┌──

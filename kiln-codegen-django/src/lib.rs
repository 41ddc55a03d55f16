//! Django stack adapter for the kiln backend generator.
//!
//! Renders Django models, queryset-backed repositories, plain service
//! classes and Django REST framework views.
//!
//! ```ignore
//! use kiln_codegen::{generation::generate, pipeline::Pipeline};
//! use kiln_codegen_django::DjangoAdapter;
//!
//! let ctx = Pipeline::new().run(manifest)?;
//! let outcome = generate(&ctx, &DjangoAdapter)?;
//! ```
//!
//! # Generated Output
//!
//! Per class, below the app directory (`project.app`, or the snake-cased
//! project name):
//!
//! - `models/order.py`
//! - `repositories/order_repository.py`
//! - `services/order_service.py`
//! - `views/order_views.py`
//!
//! Views modules export `urlpatterns` for inclusion in the project's URL
//! configuration. State enums are expected next to the models (e.g.
//! `models/order_status.py`) as a `TextChoices` class together with a
//! `can_transition(current, target)` function.

mod adapter;
mod naming;
mod py;
mod type_mapper;
mod vocabulary;

pub mod files;

pub use adapter::DjangoAdapter;
pub use naming::PY_NAMING;
pub use type_mapper::PY_TYPES;
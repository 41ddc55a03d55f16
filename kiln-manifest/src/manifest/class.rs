//! Class declarations: `[classes.<Name>]`.

use kiln_ir::Cardinality;
use serde::Deserialize;

/// A class declared in the manifest.
#[derive(Debug, Clone, Default, Deserialize)]
pub struct ClassDef {
    /// Whether the class carries a lifecycle state
    #[serde(default)]
    pub stateful: bool,

    /// Name of the state enum (defaults to `<Name>Status`)
    pub state_enum: Option<String>,

    /// Declared attributes, in order
    #[serde(default)]
    pub attributes: Vec<AttributeDef>,

    /// Relationships from this class to others
    #[serde(default)]
    pub relationships: Vec<RelationshipDef>,
}

/// An attribute entry: `[[classes.<Name>.attributes]]`.
#[derive(Debug, Clone, Deserialize)]
pub struct AttributeDef {
    pub name: String,

    /// Declared type name; unknown names are passed through
    #[serde(rename = "type", default = "default_type")]
    pub ty: String,

    #[serde(default = "default_true")]
    pub nullable: bool,

    #[serde(default)]
    pub unique: bool,
}

/// A relationship entry: `[[classes.<Name>.relationships]]`.
#[derive(Debug, Clone, Deserialize)]
pub struct RelationshipDef {
    /// Target class name
    pub target: String,

    pub cardinality: Cardinality,

    /// Field name on this class
    pub field: Option<String>,

    /// Field name on the target class
    pub inverse_field: Option<String>,
}

fn default_type() -> String {
    "String".to_string()
}

fn default_true() -> bool {
    true
}
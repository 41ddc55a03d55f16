//! Lint for classes without content.

use kiln_ir::DomainIR;

use super::super::Lint;
use crate::pipeline::Diagnostic;

/// Lint that warns about classes with no attributes, relationships or state.
pub struct EmptyClassLint;

impl Lint for EmptyClassLint {
    fn name(&self) -> &'static str {
        "empty-class"
    }

    fn description(&self) -> &'static str {
        "Warn about classes that declare nothing"
    }

    fn check(&self, ir: &DomainIR, diagnostics: &mut Vec<Diagnostic>) {
        for class in &ir.classes {
            if class.attributes.is_empty() && class.relationships.is_empty() && !class.is_stateful()
            {
                diagnostics.push(
                    Diagnostic::warning(
                        "validate",
                        format!("class '{}' has no attributes or relationships", class.name),
                    )
                    .with_code("empty-class")
                    .for_class(&class.name)
                    .at(format!("classes.{}", class.name)),
                );
            }
        }
    }
}
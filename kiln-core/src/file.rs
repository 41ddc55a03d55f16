use std::{fs, path::Path};

use eyre::{Result, WrapErr};

/// What to do when a generated file already exists on disk.
#[derive(Debug, Clone, Copy, PartialEq, Eq, Default)]
pub enum Overwrite {
    /// Regenerate the file.
    #[default]
    Always,
    /// Keep the file on disk, e.g. after hand edits.
    IfMissing,
}

impl Overwrite {
    /// Whether a file at `path` may be (re)written.
    pub fn permits(&self, path: &Path) -> bool {
        match self {
            Overwrite::Always => true,
            Overwrite::IfMissing => !path.exists(),
        }
    }
}

/// Outcome of writing one generated file.
#[derive(Debug, Clone, Copy, PartialEq, Eq)]
pub enum WriteResult {
    Written,
    /// Left alone under [`Overwrite::IfMissing`].
    Skipped,
}

/// Write `content` to `path`, creating missing parent directories.
pub fn write_file(path: &Path, content: &str) -> Result<()> {
    if let Some(dir) = path.parent().filter(|dir| !dir.as_os_str().is_empty()) {
        fs::create_dir_all(dir)
            .wrap_err_with(|| format!("Failed to create directory {}", dir.display()))?;
    }
    fs::write(path, content).wrap_err_with(|| format!("Failed to write {}", path.display()))
}

/// Write a generated file unless the overwrite policy keeps the existing one.
pub fn write_generated(path: &Path, content: &str, overwrite: Overwrite) -> Result<WriteResult> {
    if !overwrite.permits(path) {
        return Ok(WriteResult::Skipped);
    }
    write_file(path, content)?;
    Ok(WriteResult::Written)
}

#[cfg(test)]
mod tests {
    use tempfile::TempDir;

    use super::*;

    #[test]
    fn test_creates_package_directories() {
        let temp = TempDir::new().unwrap();
        let path = temp.path().join("src/main/java/com/example/entity/Order.java");

        write_file(&path, "class Order {}").unwrap();

        assert_eq!(fs::read_to_string(&path).unwrap(), "class Order {}");
    }

    #[test]
    fn test_if_missing_only_creates() {
        let temp = TempDir::new().unwrap();
        let path = temp.path().join("shop/models/order.py");

        assert_eq!(
            write_generated(&path, "first", Overwrite::IfMissing).unwrap(),
            WriteResult::Written
        );
        assert_eq!(
            write_generated(&path, "second", Overwrite::IfMissing).unwrap(),
            WriteResult::Skipped
        );
        assert_eq!(fs::read_to_string(&path).unwrap(), "first");
    }

    #[test]
    fn test_write_error_names_the_path() {
        let temp = TempDir::new().unwrap();
        let blocker = temp.path().join("src");
        fs::write(&blocker, "not a directory").unwrap();

        let err = write_file(&blocker.join("entities/order.entity.ts"), "").unwrap_err();
        assert!(err.to_string().contains("Failed to create directory"));
    }
}
//! Plan phase - artifact specs for every live class.

use eyre::{Result, eyre};
use indexmap::IndexMap;

use super::relate::link;
use crate::{
    ConfigurationError,
    generators::{ClassPlan, plan_controller, plan_entity, plan_repository, plan_service},
    pipeline::{CompilationContext, Diagnostic, Phase},
};

/// Phase that plans the entity, repository, service and controller of each
/// live class.
///
/// Entities are planned first. A class whose fields collide is failed and the
/// relation graph rebuilt, so no other class keeps a relation to it.
pub struct PlanPhase;

impl Phase for PlanPhase {
    fn name(&self) -> &'static str {
        "plan"
    }

    fn description(&self) -> &'static str {
        "Plan the artifacts of every class"
    }

    fn run(&self, ctx: &mut CompilationContext) -> Result<()> {
        loop {
            let collisions = entity_failures(ctx)?;
            if collisions.is_empty() {
                break;
            }
            for err in collisions {
                ctx.fail_class(self.name(), err);
            }
            link(ctx, self.name())?;
        }

        let ir = ctx.ir()?;
        let graph = ctx
            .relations
            .as_ref()
            .ok_or_else(|| eyre!("relation graph not set - did RelatePhase run?"))?;

        let mut plans = IndexMap::new();
        let mut diagnostics = Vec::new();
        for class in &ir.classes {
            let Some(meta) = ctx.metadata.get(&class.name) else {
                continue;
            };
            let ends = graph.ends_for(&class.name);

            let entity = plan_entity(class, meta, ends, &mut diagnostics)?;
            let repository = plan_repository(class, meta, ends, &mut diagnostics);
            let service = plan_service(class, meta, ends, &repository.op_names());
            let controller = plan_controller(class, meta, &service.signatures());

            for (op, missing) in &service.missing_repository_ops {
                diagnostics.push(
                    Diagnostic::error(
                        self.name(),
                        format!(
                            "service operation '{}' calls repository operation '{}' which was not generated",
                            op, missing
                        ),
                    )
                    .with_code("missing-repository-op")
                    .for_class(&class.name),
                );
            }
            for missing in &controller.missing_service_ops {
                diagnostics.push(
                    Diagnostic::error(
                        self.name(),
                        format!(
                            "route for '{}' has no matching service operation",
                            missing
                        ),
                    )
                    .with_code("missing-service-op")
                    .for_class(&class.name),
                );
            }

            tracing::debug!(
                class = %class.name,
                fields = entity.fields.len(),
                repository_ops = repository.ops.len(),
                service_ops = service.ops.len(),
                routes = controller.routes.len(),
                "planned class"
            );
            plans.insert(
                class.name.clone(),
                ClassPlan {
                    class: class.clone(),
                    metadata: meta.clone(),
                    entity,
                    repository,
                    service,
                    controller,
                },
            );
        }

        ctx.diagnostics.extend(diagnostics);
        ctx.plans = plans;
        Ok(())
    }
}

/// Field collisions among the live classes.
fn entity_failures(ctx: &CompilationContext) -> Result<Vec<ConfigurationError>> {
    let ir = ctx.ir()?;
    let Some(graph) = &ctx.relations else {
        return Ok(Vec::new());
    };
    Ok(ir
        .classes
        .iter()
        .filter_map(|class| {
            let meta = ctx.metadata.get(&class.name)?;
            plan_entity(class, meta, graph.ends_for(&class.name), &mut Vec::new()).err()
        })
        .collect())
}

#[cfg(test)]
mod tests {
    use kiln_ir::{
        Attribute, Cardinality, ClassModel, DomainIR, GlobalConfig, ProjectMeta, SemanticType,
    };

    use super::*;
    use crate::pipeline::Pipeline;

    #[test]
    fn test_plan_every_class() {
        let ir = DomainIR::new(ProjectMeta::new("shop"))
            .class(ClassModel::new("Order").attribute(Attribute::new("status", SemanticType::String)))
            .class(ClassModel::new("Tag").attribute(Attribute::new("name", SemanticType::String)));
        let ctx = Pipeline::new().run_ir(ir).unwrap();

        let names: Vec<_> = ctx.plans.keys().map(String::as_str).collect();
        assert_eq!(names, vec!["Order", "Tag"]);
        let order = &ctx.plans["Order"];
        assert!(order.service.has_op("updateStatus"));
        assert_eq!(order.state_enum(), Some("OrderStatus"));
        assert!(!ctx.has_errors());
    }

    #[test]
    fn test_collision_fails_class_and_dependents() {
        let config = GlobalConfig {
            audit_fields: true,
            ..GlobalConfig::default()
        };
        let ir = DomainIR::new(ProjectMeta::new("shop"))
            .with_config(config)
            .class(
                ClassModel::new("Invoice")
                    .attribute(Attribute::new("createdAt", SemanticType::Date)),
            )
            .class(ClassModel::new("Payment").relationship("Invoice", Cardinality::ManyToOne))
            .class(ClassModel::new("Customer").attribute(Attribute::new("email", SemanticType::String)));
        let ctx = Pipeline::new().run_ir(ir).unwrap();

        assert_eq!(ctx.failed["Invoice"].code(), "field-collision");
        assert_eq!(
            ctx.failed["Payment"],
            ConfigurationError::DependsOnFailedClass {
                class: "Payment".into(),
                target: "Invoice".into(),
            }
        );
        let names: Vec<_> = ctx.plans.keys().map(String::as_str).collect();
        assert_eq!(names, vec!["Customer"]);
    }

    #[test]
    fn test_unsupported_type_is_a_warning() {
        let ir = DomainIR::new(ProjectMeta::new("shop")).class(
            ClassModel::new("Product")
                .attribute(Attribute::new("price", kiln_ir::AttributeType::parse("Money"))),
        );
        let ctx = Pipeline::new().run_ir(ir).unwrap();

        assert!(ctx.plans.contains_key("Product"));
        let warning = ctx.warnings().next().unwrap();
        assert_eq!(warning.code.as_deref(), Some("unsupported-type"));
    }
}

└──

* [Exercise brief] State the count of lines in the material above that include "Invoice", with no other words.

* [Task result] 4